Filles de Jérusalem : l’expression, reprise plusieurs fois dans le Cantique des Cantiques, et qui a fait l’objet de nombreux développements midrashiques sur l’avenir de Jérusalem et des nations, nous place d’ores et déjà dans un discours de type eschatologique. Elle sera d’ailleurs reprise, au singulier, dans ce passage de Zacharie si cher à Luc : « Réjouis-toi fort, fille de Sion, jubile, fille de Jérusalem! Voici que ton roi vient à toi juste et victorieux, humble, monté sur un âne, sur le petit de l’ânesse » (Za 9, 9), ou encore chez Sophonie : « Entonne des chants, fille de Sion, pousse des cris de joie, ô Israël ! Réjouis-toi et exulte de tout cœur, fille de Jérusalem ! YHVH a rapporté les sentences qui te condamnaient, il a expulsé tes ennemis ; le roi d’Israël, YHVH, est au milieu de toi : tu n’auras plus de malheur à redouter ! » (So 3, 14-15). Les Filles de Jérusalem, c’est l’Israël qui consomme ses noces avec le Seigneur. Chez Luc, c’est aussi Marie, la mère du Seigneur. Nous pourrions dire aujourd’hui simplement que c’est l’Eglise.

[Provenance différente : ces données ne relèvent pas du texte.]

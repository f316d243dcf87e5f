// In-memory cache storage.
// Used when embedding the agent without a disk and throughout the test suite.

use std::sync::Arc;

use async_trait::async_trait;
use parking_lot::RwLock;
use reqwest::Method;

use crate::error::Result;
use crate::platform::{Cache, CacheStorage, Request, Response};

/// Ordered set of in-memory caches. Clones share the same state.
#[derive(Debug, Clone, Default)]
pub struct MemoryCacheStorage {
    caches: Arc<RwLock<Vec<MemoryCache>>>,
}

impl MemoryCacheStorage {
    pub fn new() -> Self {
        Self::default()
    }
}

#[async_trait]
impl CacheStorage for MemoryCacheStorage {
    type Cache = MemoryCache;

    async fn open(&self, name: &str) -> Result<MemoryCache> {
        let mut caches = self.caches.write();
        if let Some(cache) = caches.iter().find(|c| c.name == name) {
            return Ok(cache.clone());
        }

        let cache = MemoryCache::new(name);
        caches.push(cache.clone());
        Ok(cache)
    }

    async fn get(&self, name: &str) -> Result<Option<MemoryCache>> {
        Ok(self.caches.read().iter().find(|c| c.name == name).cloned())
    }

    async fn has(&self, name: &str) -> Result<bool> {
        Ok(self.caches.read().iter().any(|c| c.name == name))
    }

    async fn delete(&self, name: &str) -> Result<bool> {
        let mut caches = self.caches.write();
        let before = caches.len();
        caches.retain(|c| c.name != name);
        Ok(caches.len() != before)
    }

    async fn keys(&self) -> Result<Vec<String>> {
        Ok(self.caches.read().iter().map(|c| c.name.clone()).collect())
    }
}

/// A single in-memory cache generation.
#[derive(Debug, Clone)]
pub struct MemoryCache {
    name: String,
    entries: Arc<RwLock<Vec<(String, Response)>>>,
}

impl MemoryCache {
    fn new(name: &str) -> Self {
        Self {
            name: name.to_string(),
            entries: Arc::new(RwLock::new(Vec::new())),
        }
    }

    pub fn len(&self) -> usize {
        self.entries.read().len()
    }

    pub fn is_empty(&self) -> bool {
        self.entries.read().is_empty()
    }
}

#[async_trait]
impl Cache for MemoryCache {
    fn name(&self) -> &str {
        &self.name
    }

    async fn match_request(&self, request: &Request) -> Result<Option<Response>> {
        if request.method != Method::GET {
            return Ok(None);
        }

        let key = request.cache_key();
        Ok(self
            .entries
            .read()
            .iter()
            .find(|(k, _)| *k == key)
            .map(|(_, response)| response.clone()))
    }

    async fn put(&self, request: &Request, response: Response) -> Result<()> {
        let key = request.cache_key();
        let mut entries = self.entries.write();
        match entries.iter_mut().find(|(k, _)| *k == key) {
            Some(entry) => entry.1 = response,
            None => entries.push((key, response)),
        }
        Ok(())
    }

    async fn delete(&self, request: &Request) -> Result<bool> {
        let key = request.cache_key();
        let mut entries = self.entries.write();
        let before = entries.len();
        entries.retain(|(k, _)| *k != key);
        Ok(entries.len() != before)
    }

    async fn keys(&self) -> Result<Vec<String>> {
        Ok(self.entries.read().iter().map(|(k, _)| k.clone()).collect())
    }
}

#[cfg(test)]
mod tests {
    use super::*;

    #[tokio::test]
    async fn test_open_is_idempotent_and_shared() {
        let storage = MemoryCacheStorage::new();
        let a = storage.open("v1").await.unwrap();
        let b = storage.open("v1").await.unwrap();

        let request = Request::get("http://localhost:8080/");
        a.put(&request, Response::new(&request.url, 200, "root"))
            .await
            .unwrap();

        assert_eq!(b.len(), 1);
        assert_eq!(storage.keys().await.unwrap(), vec!["v1"]);
    }

    #[tokio::test]
    async fn test_storage_match_searches_in_creation_order() {
        let storage = MemoryCacheStorage::new();
        let old = storage.open("v0").await.unwrap();
        let new = storage.open("v1").await.unwrap();

        let request = Request::get("http://localhost:8080/");
        new.put(&request, Response::new(&request.url, 200, "new"))
            .await
            .unwrap();
        old.put(&request, Response::new(&request.url, 200, "old"))
            .await
            .unwrap();

        let hit = storage.match_request(&request).await.unwrap().unwrap();
        assert_eq!(hit.text(), "old");

        storage.delete("v0").await.unwrap();
        let hit = storage.match_request(&request).await.unwrap().unwrap();
        assert_eq!(hit.text(), "new");
    }

    #[tokio::test]
    async fn test_match_ignores_fragment_and_non_get() {
        let storage = MemoryCacheStorage::new();
        let cache = storage.open("v1").await.unwrap();
        let request = Request::get("http://localhost:8080/index.html");
        cache
            .put(&request, Response::new(&request.url, 200, "page"))
            .await
            .unwrap();

        let with_fragment = Request::get("http://localhost:8080/index.html#top");
        assert!(cache.match_request(&with_fragment).await.unwrap().is_some());

        let put = Request::get("http://localhost:8080/index.html").with_method(Method::PUT);
        assert!(cache.match_request(&put).await.unwrap().is_none());
    }

    #[tokio::test]
    async fn test_delete_missing_cache() {
        let storage = MemoryCacheStorage::new();
        assert!(!storage.delete("missing").await.unwrap());
        assert!(!storage.has("missing").await.unwrap());
    }

    /// Storage whose listing races with an activation deleting `evict`.
    struct RacingStorage {
        inner: MemoryCacheStorage,
        evict: &'static str,
    }

    #[async_trait]
    impl CacheStorage for RacingStorage {
        type Cache = MemoryCache;

        async fn open(&self, name: &str) -> Result<MemoryCache> {
            self.inner.open(name).await
        }

        async fn get(&self, name: &str) -> Result<Option<MemoryCache>> {
            self.inner.get(name).await
        }

        async fn has(&self, name: &str) -> Result<bool> {
            self.inner.has(name).await
        }

        async fn delete(&self, name: &str) -> Result<bool> {
            self.inner.delete(name).await
        }

        async fn keys(&self) -> Result<Vec<String>> {
            let names = self.inner.keys().await?;
            self.inner.delete(self.evict).await?;
            Ok(names)
        }
    }

    #[tokio::test]
    async fn test_storage_match_never_recreates_deleted_cache() {
        let inner = MemoryCacheStorage::new();
        inner.open("nabs-radio-v0").await.unwrap();
        let current = inner.open("nabs-radio-v1").await.unwrap();
        let request = Request::get("http://localhost:8080/");
        current
            .put(&request, Response::new(&request.url, 200, "root"))
            .await
            .unwrap();

        let storage = RacingStorage {
            inner: inner.clone(),
            evict: "nabs-radio-v0",
        };
        let hit = storage.match_request(&request).await.unwrap().unwrap();

        assert_eq!(hit.text(), "root");
        assert_eq!(inner.keys().await.unwrap(), vec!["nabs-radio-v1"]);
    }

    #[tokio::test]
    async fn test_get_does_not_create() {
        let storage = MemoryCacheStorage::new();
        assert!(storage.get("v1").await.unwrap().is_none());
        assert!(storage.keys().await.unwrap().is_empty());
    }
}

Heureuses les femmes stériles : c’est ici le coeur de la consolation, tiré du chapitre 54 d’Isaïe, qu’il faut évidemment lire en entier, mais qui commence ainsi : « Réjouis-toi, femme stérile qui n’as point enfanté ! Fais éclater ton allégresse et chante, toi qui n’as pas été en mal d’enfant ! Car plus nombreux seront les enfants de la femme délaissée que de la femme mariée, a dit YHVH » (Is 54, 1). Tout le chapitre est axé sur la consolation d’Israël, évoquant sa fécondité parmi les nations malgré sa désolation intérieure. Ce premier verset de Is 54 a d’ailleurs fait l’objet d’un midrash qui dit ceci : « Rabbi Lévi a enseigné : Lorsque le Temple était en place, il a produit devant YHVH des hommes impies, comme [les rois] A‘haz, Menassé et Amon. Lorsqu’il a été détruit, il a élevé au contraire devant Moi des tsaddiqim comme Daniel et ses proches, Mardochée et ses proches, Ezra et ses proches, ainsi qu’il est écrit : “Car plus grands seront les enfants de la désolée que ceux de l’heureuse, a dit YHVH” » 1. Ici, la destruction du corps de Jésus, le Temple, s’annonce comme d’une grande fécondité à venir parmi toutes les nations, et l’épouse, la belle Jérusalem, en est consolée.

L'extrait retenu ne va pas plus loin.